Junta de Supervisión Fiscal: mal necesario ante el populismo
“Como dijo Bad Bunny, ‘yo no me quiero ir de aquí’. Pues para quedarnos, necesitamos construir condiciones de dignidad, eficiencia y justicia”


Históricamente, he sido un crítico frontal de la Junta de Supervisión Fiscal. La he señalado como la encarnación más palpable del colonialismo moderno. Su imposición por parte del Congreso federal representó, sin titubeos, el asesinato silencioso de la ya limitada autonomía política y fiscal del llamado Estado Libre Asociado. La mera existencia de esta entidad es un recordatorio constante de la subordinación política de Puerto Rico.

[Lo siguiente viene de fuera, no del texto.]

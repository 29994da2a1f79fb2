//! Loudness normalization and transcoding to the output format.
//!
//! Output is written to a `.part` sibling of the target and renamed into
//! place only after the backend succeeds, so a file at the target path is
//! always complete.

mod config;
mod error;
mod ffmpeg;
mod traits;
mod types;

pub use config::NormalizerConfig;
pub use error::NormalizeError;
pub use ffmpeg::FfmpegNormalizer;
pub use traits::Normalizer;
pub use types::{partial_path, LoudnessTarget, NormalizeJob};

No obstante, con el paso del tiempo, también he aprendido a reconocer realidades incómodas. La Junta no es democrática. No responde al pueblo de Puerto Rico. Pero ha sido la responsable de que, por primera vez en décadas, tengamos un respiro gubernamental gracias a la histórica reestructuración de la deuda pública. Esa acción, aunque impopular, evitó un colapso aún mayor del gobierno y obligó a encaminar ciertos controles fiscales que antes parecían políticamente imposibles.

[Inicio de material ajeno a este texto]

mod progress;

use std::path::PathBuf;
use std::sync::Arc;

use anyhow::{Context, Result};
use clap::{Parser, ValueEnum};
use tokio::signal;
use tracing::{error, info, warn};
use tracing_subscriber::{layer::SubscriberExt, util::SubscriberInitExt};

use steep_core::{
    load_config, validate_config, AudioFetcher, BatchCoordinator, BatchReport, BatchRequest,
    Catalog, Config, FfmpegNormalizer, GenreLookup, JsonFileCache, LoftyTagWriter, Normalizer,
    OutputFormat, PipelineResult, PipelineServices, SortKey, SourceSearch, SpotifyClient,
    StopHandle, YtDlpFetcher, YtDlpSearch,
};

/// Download a playlist into a tagged, loudness-normalized local library.
#[derive(Debug, Parser)]
#[command(name = "steep", version, about)]
struct Args {
    /// Playlist URL, URI or id.
    playlist: Option<String>,

    /// Library root (overrides output.dir).
    #[arg(short, long)]
    output_dir: Option<PathBuf>,

    /// Output format: mp3 or flac.
    #[arg(short, long)]
    format: Option<OutputFormat>,

    /// Folder grouping: artist or genre.
    #[arg(short, long)]
    sort_by: Option<SortKey>,

    /// Tracks processed at once (0 = available parallelism).
    #[arg(short, long)]
    jobs: Option<usize>,

    /// Config file (default: <config_dir>/steep/config.toml).
    #[arg(short, long, env = "STEEP_CONFIG")]
    config: Option<PathBuf>,

    /// Lookup cache file (overrides cache.path).
    #[arg(long)]
    cache: Option<PathBuf>,

    /// Write the batch report as JSON to this file.
    #[arg(long)]
    report: Option<PathBuf>,

    /// Debug logging.
    #[arg(short, long)]
    verbose: bool,

    #[arg(long, value_enum, default_value_t = LogFormat::Text)]
    log_format: LogFormat,

    /// Hide the progress bar.
    #[arg(long)]
    no_progress: bool,

    /// Print the effective configuration and exit.
    #[arg(long)]
    print_config: bool,
}

#[derive(Debug, Clone, Copy, ValueEnum)]
enum LogFormat {
    Text,
    Json,
}

#[tokio::main]
async fn main() {
    let args = Args::parse();
    init_logging(&args);

    if let Err(e) = run(args).await {
        error!("Fatal error: {:#}", e);
        std::process::exit(1);
    }
}

fn init_logging(args: &Args) {
    let default_level = if args.verbose { "debug" } else { "info" };
    let filter = tracing_subscriber::EnvFilter::try_from_default_env()
        .unwrap_or_else(|_| default_level.into());
    let registry = tracing_subscriber::registry().with(filter);

    match args.log_format {
        LogFormat::Text => registry
            .with(tracing_subscriber::fmt::layer().with_writer(std::io::stderr))
            .init(),
        LogFormat::Json => registry
            .with(
                tracing_subscriber::fmt::layer()
                    .json()
                    .with_writer(std::io::stderr),
            )
            .init(),
    }
}

/// Loads the config file and applies command-line overrides.
fn effective_config(args: &Args) -> Result<Config> {
    let mut config = load_config(args.config.as_deref()).context("Failed to load config")?;

    if let Some(dir) = &args.output_dir {
        config.output.dir = dir.clone();
    }
    if let Some(format) = args.format {
        config.output.format = format;
    }
    if let Some(sort_key) = args.sort_by {
        config.output.sort_key = sort_key;
    }
    if let Some(jobs) = args.jobs {
        config.batch.max_concurrent_tracks = jobs;
    }
    if let Some(cache) = &args.cache {
        config.cache.path = cache.clone();
    }
    config.expand_paths();

    validate_config(&config).context("Configuration validation failed")?;
    Ok(config)
}

async fn run(args: Args) -> Result<()> {
    let config = effective_config(&args)?;

    if args.print_config {
        print!(
            "{}",
            toml::to_string_pretty(&config).context("Failed to render config")?
        );
        return Ok(());
    }

    let playlist = args
        .playlist
        .clone()
        .context("A playlist reference is required")?;

    info!(
        output_dir = %config.output.dir.display(),
        format = %config.output.format,
        sort_key = %config.output.sort_key,
        cache = %config.cache.path.display(),
        "Configuration loaded"
    );

    let spotify = Arc::new(
        SpotifyClient::new(config.spotify.clone()).context("Failed to create Spotify client")?,
    );
    let catalog: Arc<dyn Catalog> = spotify.clone();
    let genre_lookup: Arc<dyn GenreLookup> = spotify;

    let search: Arc<dyn SourceSearch> = Arc::new(YtDlpSearch::new(config.search.clone()));
    let fetcher: Arc<dyn AudioFetcher> = Arc::new(YtDlpFetcher::new(config.fetcher.clone()));
    let normalizer: Arc<dyn Normalizer> =
        Arc::new(FfmpegNormalizer::new(config.normalizer.clone()));

    search.validate().await.context("yt-dlp is not usable")?;
    fetcher.validate().await.context("yt-dlp is not usable")?;
    normalizer.validate().await.context("ffmpeg is not usable")?;

    let cache = Arc::new(JsonFileCache::load(config.cache.path.clone()).await);

    let services = PipelineServices {
        search,
        cache,
        fetcher,
        normalizer,
        tagger: Arc::new(LoftyTagWriter::new()),
        genre_lookup: Some(genre_lookup),
    };

    let coordinator = BatchCoordinator::new(catalog, services, config.batch.clone())
        .with_timeouts(config.timeouts.clone())
        .with_target(config.loudness)
        .with_organizer(config.organizer.clone());

    let stop = StopHandle::new();
    tokio::spawn(stop_on_signal(stop.clone()));

    let bar = progress::BatchProgressBar::new(args.no_progress);
    let request = BatchRequest {
        playlist,
        format: config.output.format,
        sort_key: config.output.sort_key,
        output_dir: config.output.dir.clone(),
    };

    let report = coordinator
        .run(request, Some(bar.callback()), stop)
        .await
        .context("Batch failed")?;
    bar.finish();

    print_summary(&report);

    if let Some(path) = &args.report {
        let json = serde_json::to_string_pretty(&report).context("Failed to encode report")?;
        std::fs::write(path, json)
            .with_context(|| format!("Failed to write report to {}", path.display()))?;
        info!(path = %path.display(), "Report written");
    }

    Ok(())
}

/// Exit status for a forced quit, as a shell reports SIGINT.
const INTERRUPTED_EXIT_CODE: i32 = 130;

#[derive(Debug, PartialEq, Eq)]
enum Interrupt {
    Drain,
    ForceQuit,
}

/// First interrupt drains the batch, any later one forces a quit.
fn on_interrupt(stop: &StopHandle) -> Interrupt {
    if stop.is_stop_requested() {
        Interrupt::ForceQuit
    } else {
        stop.request_stop();
        Interrupt::Drain
    }
}

/// Requests a graceful stop on Ctrl+C. In-flight tracks finish, queued ones
/// are not started. A second Ctrl+C exits immediately; backend processes are
/// killed with us.
async fn stop_on_signal(stop: StopHandle) {
    while signal::ctrl_c().await.is_ok() {
        match on_interrupt(&stop) {
            Interrupt::Drain => {
                warn!("Interrupt received, finishing in-flight tracks (Ctrl+C again to quit)")
            }
            Interrupt::ForceQuit => {
                warn!("Second interrupt, exiting");
                std::process::exit(INTERRUPTED_EXIT_CODE);
            }
        }
    }
}

fn print_summary(report: &BatchReport) {
    let summary = report.summary();

    for outcome in &report.outcomes {
        match &outcome.result {
            PipelineResult::FailedAtStage { stage, cause } => {
                println!("FAILED  {} [{}]: {}", outcome.track.label(), stage, cause);
            }
            PipelineResult::Succeeded { warnings, .. } => {
                for warning in warnings {
                    println!(
                        "WARN    {} [{}]: {}",
                        outcome.track.label(),
                        warning.stage,
                        warning.message
                    );
                }
            }
            PipelineResult::Skipped { .. } => {}
        }
    }

    println!(
        "{} tracks: {} downloaded, {} skipped, {} failed ({})",
        report.total_tracks,
        summary.succeeded,
        summary.skipped,
        summary.failed,
        progress::format_duration(report.duration_ms())
    );
    if summary.not_started > 0 {
        println!("{} tracks not started (interrupted)", summary.not_started);
    }
    if summary.aborted > 0 {
        println!("{} tracks aborted", summary.aborted);
    }
}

Eso, sin embargo, no es suficiente. El rol de la Junta no puede limitarse a reestructurar deuda y supervisar presupuestos. Su deber, especialmente ante la cobardía crónica de nuestra clase política, es tomar las decisiones difíciles que ningún funcionario electo se atrevería a asumir por temor al rechazo electoral.
Esa reforma exige la consolidación de municipios, el cierre de recintos universitarios cuya existencia ya no se justifica, la eliminación de agencias que operan como entes burocráticos en una era digital y un rediseño total del aparato gubernamental que hoy drena recursos sin ofrecer resultados. Ningún gobernador, alcalde ni legislador va a liderar ese proceso porque están atrapados por la necesidad de ganar la próxima elección. La Junta, por su naturaleza y autonomía, es quien único puede y debe hacerlo.
Mientras tanto, Puerto Rico sigue envejeciendo y despoblándose. Nuestra juventud sigue abandonando la isla, no por falta de amor patrio, sino por la desesperanza estructural que produce una isla sin oportunidades reales. Si el gasto público no se controla, si no se corta la grasa del gobierno, esta será una tierra cada vez más vacía y más frágil.
Es momento de que la Junta asuma con firmeza su papel y exija, sin miedo ni contemplaciones, las reformas impopulares que allanen el camino a un futuro más prometedor. Como dijo Bad Bunny, “yo no me quiero ir de aquí”. Pues para quedarnos, necesitamos construir condiciones de dignidad, eficiencia y justicia.
Solo cuando ese nuevo país empiece a surgir, uno con un aparato gubernamental racional, con finanzas sostenibles y con una visión clara de desarrollo, podremos hablar en serio de la salida de la Junta. Mientras tanto, lo que nos oprime no es solo la Junta ni el colonialismo, sino la ausencia de valentía para cambiar lo que está mal.
Y si esa valentía no viene de los nuestros, que al menos venga de quienes no tienen que ganar votos para actuar.